13. Before throwing a party it’s really nice if we talk to neighbors, tell them we’ll try to keep the noise down, and ask them to let us know if it’s disturbing them. They will LOVE this. Even if it gets a little too noisy they’ll feel they have some control–which we’ve given them–and they know we won’t be angry if they ask us to turn down the volume. So they’ll probably put up with more noise than otherwise just because we’ve given them some control. And hopefully they’ll do the same for us.
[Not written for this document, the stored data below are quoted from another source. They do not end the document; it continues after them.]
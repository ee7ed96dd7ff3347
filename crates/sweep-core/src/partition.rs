//! Contiguous, size-balanced work split.
//!
//! With `q = N / W` and `r = N % W`, workers `0..r` take `q + 1` samples and
//! the rest take `q`. Start offsets are the running sum of earlier chunk
//! lengths, so chunks stay contiguous and ascend with worker rank.

use crate::domain::{Chunk, SweepError, SweepResult};

/// Upper bound on the chunk count; one `Chunk` is allocated per worker.
pub const MAX_WORKERS: usize = 1 << 16;

pub fn partition(samples: usize, workers: usize) -> SweepResult<Vec<Chunk>> {
    if samples < 1 || !(1..=MAX_WORKERS).contains(&workers) {
        return Err(SweepError::InvalidPartition { samples, workers });
    }

    let base = samples / workers;
    let remainder = samples % workers;

    let mut offset = 0;
    let chunks = (0..workers)
        .map(|worker| {
            let len = if worker < remainder { base + 1 } else { base };
            let chunk = Chunk {
                worker,
                start: offset,
                len,
            };
            offset += len;
            chunk
        })
        .collect();

    Ok(chunks)
}

pub fn chunk_lengths(chunks: &[Chunk]) -> Vec<usize> {
    chunks.iter().map(|chunk| chunk.len).collect()
}
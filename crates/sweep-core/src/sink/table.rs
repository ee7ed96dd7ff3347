use super::write_text_atomic;
use crate::domain::{ResultSpace, SweepResult};
use std::path::Path;

#[derive(Debug, Clone, PartialEq, Eq)]
pub struct TableFormat {
    pub input_label: String,
    pub output_label: String,
    pub input_precision: usize,
    pub output_precision: usize,
}

impl Default for TableFormat {
    fn default() -> Self {
        Self {
            input_label: "Wavelength (um)".to_string(),
            output_label: "T".to_string(),
            input_precision: 3,
            output_precision: 6,
        }
    }
}

/// Header line followed by one `input\toutput` row per sample, in index order.
pub fn render_table(results: &ResultSpace, format: &TableFormat) -> String {
    let mut table = format!("{}\t{}\n", format.input_label, format.output_label);
    for result in results {
        table.push_str(&format!(
            "{:.ip$}\t{:.op$}\n",
            result.input,
            result.output,
            ip = format.input_precision,
            op = format.output_precision,
        ));
    }
    table
}

pub fn write_table(path: &Path, results: &ResultSpace, format: &TableFormat) -> SweepResult<()> {
    write_text_atomic(path, &render_table(results, format))
}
14. If we do end up having to sometimes hire loud yard work or construction teams at our homes, we can apologize  ahead of time to neighbors, tell them we hate all that noise too (so they know that for when they have to make noise and will then take care of us), tell them we’ll ask workers to be as quick and quiet as possible, and tell them to tell us if they’re going nuts so we can try to time things a little better depending on their sleep/work schedule. Or we can ask ahead when they need it the quietest and tell them we’ll at least try to keep it quieter then. We can tell them we’ll instruct workers not to play loud radios outside or with windows open. If we make such efforts, showing we care, neighbors will likely do the same thing for us or help us in other ways that are equally kind.